Разъясняет на иврите, путаясь в глаголах‚ не принимая помощи от переводчика. Вообще-то он химик‚ но химиком не работал. Еще он филолог, русский язык с литературой, есть и диплом об окончании курсов японского языка‚ однако японский давно забыт.
– Почему? – спрашивает по-русски Авива‚ которой не одолеть барьеры падежей, однако этим словом она пользуется часто. – Ну‚ почему?..
Он смотрит с вызовом‚ глазами в глаза‚ выволакивая себя за шиворот на всеобщее осмеяние. Потому что поэт, «с вашего позволения»‚ а на прочее нет желания.
– Вас кормит поэзия?
Нет‚ не кормит.
– И в России не кормила?
И в России не кормила. Писал стихи. Дежурил в котельной‚ наблюдая за показаниями манометра. Непризнанность носил на муаровой ленте, правом на гордость, которую не отнять.
Сутки работаешь – трое отдыхаешь.
– В котельной? – переспрашивает Авива.
В котельной.
– С тремя дипломами?
С тремя дипломами.
Авива взглядывает на переводчика‚ тот кивает: всё правильно.
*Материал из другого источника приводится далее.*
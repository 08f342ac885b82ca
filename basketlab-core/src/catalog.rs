//! Catalog — strategies and named asset baskets served by the backtest service.
//!
//! Baskets keep the order the service listed them in. The first basket and the
//! first strategy seed the selection, so that order is observable and must never
//! be re-sorted on the client.

use std::fmt;

use indexmap::IndexMap;
use serde::{Deserialize, Serialize};

/// A single strategy parameter value.
///
/// Closed set of the JSON scalars the service uses for defaults.
#[derive(Debug, Clone, PartialEq, Serialize, Deserialize)]
#[serde(untagged)]
pub enum ParamValue {
    Bool(bool),
    Number(f64),
    Text(String),
}

impl fmt::Display for ParamValue {
    fn fmt(&self, f: &mut fmt::Formatter<'_>) -> fmt::Result {
        match self {
            ParamValue::Bool(b) => write!(f, "{b}"),
            ParamValue::Number(n) => write!(f, "{n}"),
            ParamValue::Text(s) => write!(f, "{s}"),
        }
    }
}

/// Strategy parameters, in the order the service declared them.
pub type Params = IndexMap<String, ParamValue>;

/// A strategy offered by the service. Read-only on the client.
#[derive(Debug, Clone, PartialEq, Serialize, Deserialize)]
pub struct Strategy {
    pub id: String,
    pub name: String,
    #[serde(default)]
    pub params: Params,
}

impl Strategy {
    /// Render the default parameters as `key: value` pairs.
    pub fn params_summary(&self) -> String {
        self.params
            .iter()
            .map(|(k, v)| format!("{k}: {v}"))
            .collect::<Vec<_>>()
            .join(", ")
    }
}

/// Basket name → ordered symbol list.
#[derive(Debug, Clone, Default, PartialEq, Serialize, Deserialize)]
#[serde(transparent)]
pub struct BasketCatalog {
    baskets: IndexMap<String, Vec<String>>,
}

impl BasketCatalog {
    pub fn new() -> Self {
        Self::default()
    }

    /// Symbols of a basket, if the basket exists.
    pub fn symbols(&self, name: &str) -> Option<&[String]> {
        self.baskets.get(name).map(|v| v.as_slice())
    }

    /// Basket names in service order.
    pub fn names(&self) -> impl Iterator<Item = &str> {
        self.baskets.keys().map(|s| s.as_str())
    }

    pub fn first_name(&self) -> Option<&str> {
        self.baskets.keys().next().map(|s| s.as_str())
    }

    /// Position of a basket in service order.
    pub fn position(&self, name: &str) -> Option<usize> {
        self.baskets.get_index_of(name)
    }

    /// Basket name at a position in service order.
    pub fn name_at(&self, index: usize) -> Option<&str> {
        self.baskets.get_index(index).map(|(k, _)| k.as_str())
    }

    pub fn iter(&self) -> impl Iterator<Item = (&str, &[String])> {
        self.baskets.iter().map(|(k, v)| (k.as_str(), v.as_slice()))
    }

    pub fn len(&self) -> usize {
        self.baskets.len()
    }

    pub fn is_empty(&self) -> bool {
        self.baskets.is_empty()
    }

    /// Total number of symbols across all baskets.
    pub fn symbol_count(&self) -> usize {
        self.baskets.values().map(|v| v.len()).sum()
    }
}

impl<N: Into<String>> FromIterator<(N, Vec<String>)> for BasketCatalog {
    fn from_iter<I: IntoIterator<Item = (N, Vec<String>)>>(iter: I) -> Self {
        Self {
            baskets: iter.into_iter().map(|(k, v)| (k.into(), v)).collect(),
        }
    }
}

/// Everything the client knows about the service: strategies plus baskets.
#[derive(Debug, Clone, Default, PartialEq)]
pub struct Catalog {
    pub strategies: Vec<Strategy>,
    pub baskets: BasketCatalog,
}

impl Catalog {
    pub fn new(strategies: Vec<Strategy>, baskets: BasketCatalog) -> Self {
        Self { strategies, baskets }
    }

    pub fn strategy_position(&self, id: &str) -> Option<usize> {
        self.strategies.iter().position(|s| s.id == id)
    }

    pub fn first_strategy_id(&self) -> Option<&str> {
        self.strategies.first().map(|s| s.id.as_str())
    }

    pub fn first_basket_name(&self) -> Option<&str> {
        self.baskets.first_name()
    }
}
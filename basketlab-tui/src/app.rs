//! Application state — single-owner, main-thread only.
//!
//! All TUI state lives here. The worker thread communicates via channels.

use std::collections::VecDeque;
use std::sync::mpsc::{Receiver, Sender, TryRecvError};

use chrono::NaiveDateTime;
use tracing::{error, info, warn};

use basketlab_client::{CatalogFetch, ServiceError};
use basketlab_core::{
    validate_rows, Catalog, Orchestrator, RowIssue, RunOutcome, RunRejected, SelectionState,
};

use crate::worker::{WorkerCommand, WorkerResponse};

/// Error history length.
pub const MAX_ERRORS: usize = 50;

/// Which panel is active.
#[derive(Debug, Clone, Copy, PartialEq, Eq)]
pub enum Panel {
    Baskets,
    Strategies,
    Results,
    Help,
}

impl Panel {
    pub const COUNT: usize = 4;

    pub fn index(self) -> usize {
        match self {
            Panel::Baskets => 0,
            Panel::Strategies => 1,
            Panel::Results => 2,
            Panel::Help => 3,
        }
    }

    pub fn from_index(i: usize) -> Option<Self> {
        match i {
            0 => Some(Panel::Baskets),
            1 => Some(Panel::Strategies),
            2 => Some(Panel::Results),
            3 => Some(Panel::Help),
            _ => None,
        }
    }

    pub fn label(self) -> &'static str {
        match self {
            Panel::Baskets => "Baskets",
            Panel::Strategies => "Strategies",
            Panel::Results => "Results",
            Panel::Help => "Help",
        }
    }

    pub fn next(self) -> Panel {
        Panel::from_index((self.index() + 1) % Self::COUNT).unwrap_or(Panel::Baskets)
    }

    pub fn prev(self) -> Panel {
        Panel::from_index((self.index() + Self::COUNT - 1) % Self::COUNT)
            .unwrap_or(Panel::Baskets)
    }
}

/// Status message severity.
#[derive(Debug, Clone, Copy, PartialEq, Eq)]
pub enum StatusLevel {
    Info,
    Warning,
    Error,
}

/// An error record for the error history overlay.
#[derive(Debug, Clone)]
pub struct ErrorRecord {
    pub timestamp: NaiveDateTime,
    pub category: ErrorCategory,
    pub message: String,
    pub context: String,
}

/// Error category for display.
#[derive(Debug, Clone, Copy, PartialEq, Eq)]
pub enum ErrorCategory {
    /// Service unreachable.
    Network,
    /// Service answered with a non-2xx status.
    Service,
    /// Malformed payload.
    Data,
    /// Non-numeric PnL in a result row.
    NanMetrics,
    Other,
}

impl ErrorCategory {
    pub fn label(self) -> &'static str {
        match self {
            ErrorCategory::Network => "NET",
            ErrorCategory::Service => "SVC",
            ErrorCategory::Data => "DATA",
            ErrorCategory::NanMetrics => "NaN",
            ErrorCategory::Other => "ERR",
        }
    }

    pub fn of(err: &ServiceError) -> Self {
        match err {
            ServiceError::Network(_) => ErrorCategory::Network,
            ServiceError::Status { .. } => ErrorCategory::Service,
            ServiceError::Decode(_) => ErrorCategory::Data,
            ServiceError::Client(_) => ErrorCategory::Other,
        }
    }
}

/// Which overlay (if any) is shown on top.
#[derive(Debug, Clone, Copy, PartialEq, Eq)]
pub enum Overlay {
    None,
    ErrorHistory,
}

/// Top-level application state.
pub struct AppState {
    // Navigation
    pub active_panel: Panel,
    pub running: bool,

    // Domain state
    pub catalog: Catalog,
    pub selection: SelectionState,
    pub orchestrator: Orchestrator,
    pub catalog_loading: bool,
    /// Flagged rows from the latest applied run.
    pub row_issues: Vec<RowIssue>,

    // Cursors
    pub basket_cursor: usize,
    pub strategy_cursor: usize,
    pub results_scroll: usize,

    // Worker communication
    pub worker_tx: Sender<WorkerCommand>,
    pub worker_rx: Receiver<WorkerResponse>,
    /// Cleared once the worker's response channel disconnects.
    pub worker_alive: bool,

    // Cross-cutting
    pub status_message: Option<(String, StatusLevel)>,
    pub error_history: VecDeque<ErrorRecord>,
    pub error_scroll: usize,
    pub overlay: Overlay,
}

impl AppState {
    pub fn new(worker_tx: Sender<WorkerCommand>, worker_rx: Receiver<WorkerResponse>) -> Self {
        Self {
            active_panel: Panel::Baskets,
            running: true,
            catalog: Catalog::default(),
            selection: SelectionState::new(),
            orchestrator: Orchestrator::new(),
            catalog_loading: false,
            row_issues: Vec::new(),
            basket_cursor: 0,
            strategy_cursor: 0,
            results_scroll: 0,
            worker_tx,
            worker_rx,
            worker_alive: true,
            status_message: None,
            error_history: VecDeque::with_capacity(MAX_ERRORS),
            error_scroll: 0,
            overlay: Overlay::None,
        }
    }

    /// Ask the worker for strategies and baskets. Ignored while a load is pending.
    pub fn request_catalog(&mut self) {
        if self.catalog_loading {
            return;
        }
        if self.worker_tx.send(WorkerCommand::LoadCatalog).is_err() {
            self.push_error(
                ErrorCategory::Other,
                "Worker unavailable".into(),
                "catalog load".into(),
            );
            return;
        }
        self.catalog_loading = true;
        self.set_status("Loading strategies and baskets…");
    }

    pub fn apply_catalog(&mut self, fetch: CatalogFetch) {
        self.catalog_loading = false;
        let report = fetch.apply(&mut self.catalog, &mut self.selection);
        self.sync_cursors();

        if report.is_complete_success() {
            self.set_status(format!(
                "Loaded {} strategies, {} baskets",
                self.catalog.strategies.len(),
                self.catalog.baskets.len()
            ));
            return;
        }
        for (part, err) in report.failures {
            self.push_error(
                ErrorCategory::of(&err),
                format!("Failed to load {part}: {err}"),
                "catalog load (press r to retry)".into(),
            );
        }
    }

    /// Point the selector cursors at the current selection.
    pub fn sync_cursors(&mut self) {
        if let Some(i) = self
            .selection
            .basket_name()
            .and_then(|name| self.catalog.baskets.position(name))
        {
            self.basket_cursor = i;
        }
        if let Some(i) = self
            .selection
            .strategy_id()
            .and_then(|id| self.catalog.strategy_position(id))
        {
            self.strategy_cursor = i;
        }
    }

    /// The run action is enabled.
    pub fn can_run(&self) -> bool {
        self.selection.is_complete() && !self.orchestrator.is_running()
    }

    pub fn select_basket_at_cursor(&mut self) {
        let Some(name) = self.catalog.baskets.name_at(self.basket_cursor) else {
            return;
        };
        let name = name.to_string();
        self.set_status(format!("Basket: {name}"));
        self.selection.select_basket(name);
    }

    pub fn select_strategy_at_cursor(&mut self) {
        let Some(strategy) = self.catalog.strategies.get(self.strategy_cursor) else {
            return;
        };
        let (id, name) = (strategy.id.clone(), strategy.name.clone());
        self.set_status(format!("Strategy: {name}"));
        self.selection.select_strategy(id);
    }

    /// Start a backtest of the current selection on the worker.
    pub fn run_backtest(&mut self) {
        let request = match self.orchestrator.begin(&self.selection, &self.catalog.baskets) {
            Ok(request) => request,
            Err(RunRejected::Busy) => {
                self.set_warning("A backtest is already running");
                return;
            }
            Err(RunRejected::NotReady) => {
                self.set_warning("Select a strategy and a basket first");
                return;
            }
            Err(e @ RunRejected::UnknownBasket(_)) => {
                self.push_error(ErrorCategory::Other, e.to_string(), "run".into());
                return;
            }
        };

        let fingerprint = request.fingerprint();
        if self
            .worker_tx
            .send(WorkerCommand::RunBacktest { request })
            .is_err()
        {
            self.orchestrator.complete::<&str>(Err("worker unavailable"));
            self.push_error(
                ErrorCategory::Other,
                "Worker unavailable".into(),
                format!("run {fingerprint}"),
            );
            return;
        }
        self.set_status(format!("Running… [{fingerprint}]"));
    }

    pub fn handle_worker_response(&mut self, resp: WorkerResponse) {
        match resp {
            WorkerResponse::CatalogLoaded(fetch) => self.apply_catalog(fetch),
            WorkerResponse::BacktestComplete { fingerprint, rows } => {
                if self.orchestrator.in_flight() != Some(&fingerprint) {
                    warn!(run = %fingerprint, "response for a run not in flight; ignored");
                    return;
                }
                let issues = validate_rows(&rows);
                if let RunOutcome::Applied { rows } =
                    self.orchestrator.complete::<ServiceError>(Ok(rows))
                {
                    self.results_scroll = 0;
                    self.report_applied(rows, issues);
                }
            }
            WorkerResponse::BacktestFailed { fingerprint, error } => {
                if self.orchestrator.in_flight() != Some(&fingerprint) {
                    warn!(run = %fingerprint, "failure for a run not in flight; ignored");
                    return;
                }
                self.orchestrator.complete::<&ServiceError>(Err(&error));
                self.push_error(
                    ErrorCategory::of(&error),
                    format!("Backtest failed: {error}"),
                    format!("run {fingerprint}; previous results kept"),
                );
            }
        }
    }

    /// Apply every pending worker response without blocking.
    pub fn drain_worker(&mut self) {
        loop {
            match self.worker_rx.try_recv() {
                Ok(resp) => self.handle_worker_response(resp),
                Err(TryRecvError::Empty) => break,
                Err(TryRecvError::Disconnected) => {
                    self.worker_lost();
                    break;
                }
            }
        }
    }

    /// The worker exited without answering. Settle whatever was pending on it.
    pub fn worker_lost(&mut self) {
        if !self.worker_alive {
            return;
        }
        self.worker_alive = false;
        error!(
            running = self.orchestrator.is_running(),
            catalog_loading = self.catalog_loading,
            "worker thread stopped"
        );

        let mut pending = Vec::new();
        if self.catalog_loading {
            self.catalog_loading = false;
            pending.push("catalog load".to_string());
        }
        if let Some(fingerprint) = self.orchestrator.in_flight().cloned() {
            self.orchestrator.complete::<&str>(Err("worker stopped"));
            pending.push(format!("run {fingerprint}; previous results kept"));
        }
        let context = if pending.is_empty() {
            "idle".to_string()
        } else {
            pending.join(", ")
        };
        self.push_error(
            ErrorCategory::Other,
            "Background worker stopped; restart to reconnect".into(),
            context,
        );
    }

    fn report_applied(&mut self, rows: usize, issues: Vec<RowIssue>) {
        let view = self.orchestrator.view();
        let summary = format!(
            "Backtest complete: {rows} symbols, {} trades, total PnL {:.2}",
            view.total_trades(),
            view.total_pnl
        );
        info!(rows, flagged = issues.len(), "results applied");

        for issue in &issues {
            warn!(%issue, "non-numeric PnL in result row");
            self.push_error(ErrorCategory::NanMetrics, issue.to_string(), "result row".into());
        }
        if issues.is_empty() {
            self.set_status(summary);
        } else {
            self.set_warning(format!("{summary} ({} non-numeric values)", issues.len()));
        }
        self.row_issues = issues;
    }

    /// Push an error to the history, capping at `MAX_ERRORS`.
    pub fn push_error(&mut self, category: ErrorCategory, message: String, context: String) {
        let record = ErrorRecord {
            timestamp: chrono::Local::now().naive_local(),
            category,
            message: message.clone(),
            context,
        };
        self.error_history.push_front(record);
        if self.error_history.len() > MAX_ERRORS {
            self.error_history.pop_back();
        }
        self.status_message = Some((message, StatusLevel::Error));
    }

    /// Set an info status message.
    pub fn set_status(&mut self, msg: impl Into<String>) {
        self.status_message = Some((msg.into(), StatusLevel::Info));
    }

    /// Set a warning status message.
    pub fn set_warning(&mut self, msg: impl Into<String>) {
        self.status_message = Some((msg.into(), StatusLevel::Warning));
    }
}
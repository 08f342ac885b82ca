//! Parrot/neon theme tokens for the BasketLab TUI
//!
//! # Color Palette
//! - **Accent**: Electric cyan (primary highlights, focus)
//! - **Positive**: Neon green (non-negative PnL)
//! - **Negative**: Hot pink (negative PnL, failures)
//! - **Warning**: Neon orange (alerts, flagged rows)
//! - **Neutral**: Cool purple (secondary info)
//! - **Muted**: Steel blue (disabled, secondary text)

use ratatui::style::{Color, Modifier, Style};

use basketlab_core::PnlSign;

pub const ACCENT: Color = Color::Rgb(0, 255, 255);
pub const POSITIVE: Color = Color::Rgb(0, 255, 128);
pub const NEGATIVE: Color = Color::Rgb(255, 20, 147);
pub const WARNING: Color = Color::Rgb(255, 140, 0);
pub const NEUTRAL: Color = Color::Rgb(147, 112, 219);
pub const MUTED: Color = Color::Rgb(100, 149, 237);
pub const DIM: Color = Color::Rgb(80, 80, 90);

pub fn accent() -> Style {
    Style::default().fg(ACCENT)
}

pub fn accent_bold() -> Style {
    accent().add_modifier(Modifier::BOLD)
}

pub fn muted() -> Style {
    Style::default().fg(MUTED)
}

pub fn neutral() -> Style {
    Style::default().fg(NEUTRAL)
}

pub fn warning() -> Style {
    Style::default().fg(WARNING)
}

pub fn negative() -> Style {
    Style::default().fg(NEGATIVE)
}

pub fn positive() -> Style {
    Style::default().fg(POSITIVE)
}

/// Disabled controls, e.g. the run action while a backtest is in flight.
pub fn disabled() -> Style {
    Style::default().fg(DIM).add_modifier(Modifier::DIM)
}

/// Zero is non-negative; NaN is not.
pub fn pnl_style(sign: PnlSign) -> Style {
    match sign {
        PnlSign::NonNegative => positive(),
        PnlSign::Negative => negative(),
    }
}

pub fn panel_border() -> Style {
    accent()
}

pub fn panel_title() -> Style {
    accent_bold()
}
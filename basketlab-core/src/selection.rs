//! Selection state — the basket and strategy the next run will use.

use crate::catalog::Catalog;

/// Currently chosen strategy id and basket name.
///
/// `None` means "nothing chosen yet". Setters overwrite unconditionally and do
/// not consult the catalog; the orchestrator checks the basket when a run is built.
#[derive(Debug, Clone, Default, PartialEq, Eq)]
pub struct SelectionState {
    strategy_id: Option<String>,
    basket_name: Option<String>,
}

impl SelectionState {
    pub fn new() -> Self {
        Self::default()
    }

    /// Choose a strategy. An empty id clears the field.
    pub fn select_strategy(&mut self, id: impl Into<String>) {
        self.strategy_id = non_empty(id.into());
    }

    /// Choose a basket. An empty name clears the field.
    pub fn select_basket(&mut self, name: impl Into<String>) {
        self.basket_name = non_empty(name.into());
    }

    pub fn strategy_id(&self) -> Option<&str> {
        self.strategy_id.as_deref()
    }

    pub fn basket_name(&self) -> Option<&str> {
        self.basket_name.as_deref()
    }

    /// Both fields chosen.
    pub fn is_complete(&self) -> bool {
        self.strategy_id.is_some() && self.basket_name.is_some()
    }

    /// Fill empty fields from the first catalog entries.
    ///
    /// Fields that already hold a choice are left alone. Returns true if
    /// anything changed.
    pub fn seed_from(&mut self, catalog: &Catalog) -> bool {
        let mut changed = false;
        if self.strategy_id.is_none() {
            if let Some(id) = catalog.first_strategy_id() {
                self.strategy_id = Some(id.to_string());
                changed = true;
            }
        }
        if self.basket_name.is_none() {
            if let Some(name) = catalog.first_basket_name() {
                self.basket_name = Some(name.to_string());
                changed = true;
            }
        }
        changed
    }
}

fn non_empty(s: String) -> Option<String> {
    if s.is_empty() {
        None
    } else {
        Some(s)
    }
}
Авива дуреет от разъяснений. Авива допивает холодный чай.
– Можем послать вас на курсы. Бухгалтерских работников.
Посетитель возбуждается сверх меры. Его прорывает в отчаянной‚ безудержной исповеди. Он поэт. Русский поэт. Стихи его не кормят‚ и в России не кормили‚ но там хоть была котельная‚ а тут и в сторожа не берут!
– Почему?
Потому что поэт: «вы уж извините...», один из трепещущих листиков на древе Поэзии‚ непригодный к охранной службе, – это видно с первого взгляда.
Авива смотрит: действительно видно.
Переводчик кладет руку ему на плечо. Переводчик говорит по-русски:
– Поэт – его место в котельной. Я так полагаю.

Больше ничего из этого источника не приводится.